*** EXTRACTED RECORDS ***
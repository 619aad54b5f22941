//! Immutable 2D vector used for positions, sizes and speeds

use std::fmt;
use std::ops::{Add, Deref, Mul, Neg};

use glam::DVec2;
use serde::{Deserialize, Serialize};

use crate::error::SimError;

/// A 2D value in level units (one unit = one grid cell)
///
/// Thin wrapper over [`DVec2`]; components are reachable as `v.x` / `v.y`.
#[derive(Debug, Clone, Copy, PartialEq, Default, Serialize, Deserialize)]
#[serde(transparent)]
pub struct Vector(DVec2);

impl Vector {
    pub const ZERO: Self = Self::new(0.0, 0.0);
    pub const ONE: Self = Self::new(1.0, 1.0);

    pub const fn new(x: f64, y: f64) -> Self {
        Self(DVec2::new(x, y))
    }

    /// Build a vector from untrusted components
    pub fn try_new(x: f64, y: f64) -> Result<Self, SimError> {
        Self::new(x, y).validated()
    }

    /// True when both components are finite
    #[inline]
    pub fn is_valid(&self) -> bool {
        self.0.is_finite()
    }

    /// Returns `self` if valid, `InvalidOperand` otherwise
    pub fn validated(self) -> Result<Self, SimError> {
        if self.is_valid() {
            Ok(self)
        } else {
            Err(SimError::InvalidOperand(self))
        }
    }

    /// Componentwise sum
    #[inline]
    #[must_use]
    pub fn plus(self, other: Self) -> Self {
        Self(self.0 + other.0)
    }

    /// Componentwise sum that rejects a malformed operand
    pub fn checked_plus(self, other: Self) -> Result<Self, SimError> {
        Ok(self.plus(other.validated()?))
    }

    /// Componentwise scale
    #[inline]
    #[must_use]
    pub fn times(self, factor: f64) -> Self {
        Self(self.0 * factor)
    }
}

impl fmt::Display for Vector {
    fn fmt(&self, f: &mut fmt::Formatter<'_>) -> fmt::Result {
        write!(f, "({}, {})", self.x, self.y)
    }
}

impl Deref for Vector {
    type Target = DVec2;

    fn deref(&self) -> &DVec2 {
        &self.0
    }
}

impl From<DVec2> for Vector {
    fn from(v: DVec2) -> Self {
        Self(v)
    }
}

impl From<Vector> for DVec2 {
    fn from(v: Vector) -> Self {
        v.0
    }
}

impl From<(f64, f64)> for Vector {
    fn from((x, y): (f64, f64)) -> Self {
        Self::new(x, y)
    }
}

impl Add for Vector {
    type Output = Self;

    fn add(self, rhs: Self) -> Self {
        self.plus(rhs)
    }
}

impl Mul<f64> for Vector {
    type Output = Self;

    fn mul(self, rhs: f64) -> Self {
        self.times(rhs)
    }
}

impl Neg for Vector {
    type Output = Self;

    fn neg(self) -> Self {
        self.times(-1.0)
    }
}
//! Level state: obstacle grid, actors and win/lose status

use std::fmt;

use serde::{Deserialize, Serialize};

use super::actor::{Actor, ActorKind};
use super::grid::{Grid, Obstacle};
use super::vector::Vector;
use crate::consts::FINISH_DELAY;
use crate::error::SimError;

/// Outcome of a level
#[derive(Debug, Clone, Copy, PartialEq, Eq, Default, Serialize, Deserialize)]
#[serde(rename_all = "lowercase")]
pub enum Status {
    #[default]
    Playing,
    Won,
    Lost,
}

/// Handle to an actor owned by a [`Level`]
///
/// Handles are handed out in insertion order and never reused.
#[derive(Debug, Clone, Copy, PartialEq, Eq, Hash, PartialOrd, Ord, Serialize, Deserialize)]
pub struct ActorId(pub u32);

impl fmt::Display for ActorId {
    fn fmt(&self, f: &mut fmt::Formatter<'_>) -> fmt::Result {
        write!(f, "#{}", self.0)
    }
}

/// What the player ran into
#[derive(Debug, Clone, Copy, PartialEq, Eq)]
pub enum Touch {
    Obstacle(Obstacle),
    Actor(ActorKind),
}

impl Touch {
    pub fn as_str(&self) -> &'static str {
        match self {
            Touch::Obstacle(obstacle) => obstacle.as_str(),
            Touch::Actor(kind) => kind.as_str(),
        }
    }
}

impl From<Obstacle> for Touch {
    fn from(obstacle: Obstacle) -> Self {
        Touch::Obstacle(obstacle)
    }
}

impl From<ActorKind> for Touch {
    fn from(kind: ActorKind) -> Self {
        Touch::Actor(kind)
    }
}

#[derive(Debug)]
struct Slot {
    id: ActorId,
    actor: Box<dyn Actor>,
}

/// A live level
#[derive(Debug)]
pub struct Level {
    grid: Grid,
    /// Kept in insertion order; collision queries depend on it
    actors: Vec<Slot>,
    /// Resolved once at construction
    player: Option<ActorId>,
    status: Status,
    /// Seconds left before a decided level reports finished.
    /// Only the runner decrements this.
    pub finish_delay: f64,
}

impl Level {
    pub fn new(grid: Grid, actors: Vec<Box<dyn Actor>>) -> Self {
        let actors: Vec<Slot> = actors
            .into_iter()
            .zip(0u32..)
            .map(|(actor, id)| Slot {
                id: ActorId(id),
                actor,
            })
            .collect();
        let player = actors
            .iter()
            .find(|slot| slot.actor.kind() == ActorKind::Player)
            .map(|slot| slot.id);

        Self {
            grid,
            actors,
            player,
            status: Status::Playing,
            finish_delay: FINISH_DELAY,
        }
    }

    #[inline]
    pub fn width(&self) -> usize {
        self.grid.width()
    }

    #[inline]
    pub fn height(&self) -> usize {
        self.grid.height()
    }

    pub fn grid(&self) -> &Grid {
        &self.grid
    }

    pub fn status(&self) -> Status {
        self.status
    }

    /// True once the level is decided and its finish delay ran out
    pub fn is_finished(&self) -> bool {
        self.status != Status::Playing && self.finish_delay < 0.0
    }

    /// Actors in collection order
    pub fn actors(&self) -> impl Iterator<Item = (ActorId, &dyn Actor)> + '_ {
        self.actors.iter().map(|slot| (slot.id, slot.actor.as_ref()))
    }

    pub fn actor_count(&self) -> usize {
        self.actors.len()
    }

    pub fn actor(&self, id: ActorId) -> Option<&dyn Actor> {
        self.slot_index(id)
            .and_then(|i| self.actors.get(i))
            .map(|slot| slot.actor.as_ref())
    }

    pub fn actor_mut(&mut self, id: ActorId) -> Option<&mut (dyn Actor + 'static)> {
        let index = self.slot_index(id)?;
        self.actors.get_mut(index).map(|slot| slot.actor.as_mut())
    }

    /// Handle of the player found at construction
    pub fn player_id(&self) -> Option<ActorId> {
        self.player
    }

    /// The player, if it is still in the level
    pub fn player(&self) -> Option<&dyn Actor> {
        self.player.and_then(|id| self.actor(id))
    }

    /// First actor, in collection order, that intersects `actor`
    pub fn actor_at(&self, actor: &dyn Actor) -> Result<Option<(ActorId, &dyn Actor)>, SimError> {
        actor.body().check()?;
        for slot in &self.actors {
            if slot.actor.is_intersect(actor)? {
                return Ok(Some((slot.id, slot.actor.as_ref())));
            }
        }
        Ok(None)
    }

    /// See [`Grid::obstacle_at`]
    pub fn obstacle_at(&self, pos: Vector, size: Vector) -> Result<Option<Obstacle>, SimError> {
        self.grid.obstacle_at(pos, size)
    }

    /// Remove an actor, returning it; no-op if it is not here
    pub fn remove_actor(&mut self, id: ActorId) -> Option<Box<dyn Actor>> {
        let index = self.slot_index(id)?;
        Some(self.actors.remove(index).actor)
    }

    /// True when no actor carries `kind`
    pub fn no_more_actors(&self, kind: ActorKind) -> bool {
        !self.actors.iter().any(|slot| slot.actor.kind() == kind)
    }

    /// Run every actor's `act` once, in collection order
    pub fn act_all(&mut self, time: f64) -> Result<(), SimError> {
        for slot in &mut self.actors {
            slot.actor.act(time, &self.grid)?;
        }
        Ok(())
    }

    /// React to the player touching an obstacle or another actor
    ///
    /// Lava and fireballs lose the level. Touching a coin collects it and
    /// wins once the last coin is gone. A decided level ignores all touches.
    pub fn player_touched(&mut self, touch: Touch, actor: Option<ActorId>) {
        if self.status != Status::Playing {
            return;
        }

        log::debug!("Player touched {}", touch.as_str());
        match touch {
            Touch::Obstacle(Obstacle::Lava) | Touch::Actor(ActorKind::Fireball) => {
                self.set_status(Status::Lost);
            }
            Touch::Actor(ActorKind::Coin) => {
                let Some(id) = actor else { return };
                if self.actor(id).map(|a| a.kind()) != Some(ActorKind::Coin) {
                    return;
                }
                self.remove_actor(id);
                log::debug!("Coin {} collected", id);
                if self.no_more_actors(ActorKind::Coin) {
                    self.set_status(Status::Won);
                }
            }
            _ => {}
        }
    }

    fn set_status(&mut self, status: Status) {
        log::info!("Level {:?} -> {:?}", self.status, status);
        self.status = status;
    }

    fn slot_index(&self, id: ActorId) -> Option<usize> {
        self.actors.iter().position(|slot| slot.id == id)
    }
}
*** End of EXTRACTED RECORDS ***
WORK ITEM >> With the first line of the records as the start and the line holding "pub fn validated(self)" as the end, please copy exactly those lines and no others.

COMPLETED EXERCISE >>
repository 619aad54b5f22941
//! Immutable 2D vector used for positions, sizes and speeds

use std::fmt;
use std::ops::{Add, Deref, Mul, Neg};

use glam::DVec2;
use serde::{Deserialize, Serialize};

use crate::error::SimError;

/// A 2D value in level units (one unit = one grid cell)
///
/// Thin wrapper over [`DVec2`]; components are reachable as `v.x` / `v.y`.
#[derive(Debug, Clone, Copy, PartialEq, Default, Serialize, Deserialize)]
#[serde(transparent)]
pub struct Vector(DVec2);

impl Vector {
    pub const ZERO: Self = Self::new(0.0, 0.0);
    pub const ONE: Self = Self::new(1.0, 1.0);

    pub const fn new(x: f64, y: f64) -> Self {
        Self(DVec2::new(x, y))
    }

    /// Build a vector from untrusted components
    pub fn try_new(x: f64, y: f64) -> Result<Self, SimError> {
        Self::new(x, y).validated()
    }

    /// True when both components are finite
    #[inline]
    pub fn is_valid(&self) -> bool {
        self.0.is_finite()
    }

    /// Returns `self` if valid, `InvalidOperand` otherwise
    pub fn validated(self) -> Result<Self, SimError> {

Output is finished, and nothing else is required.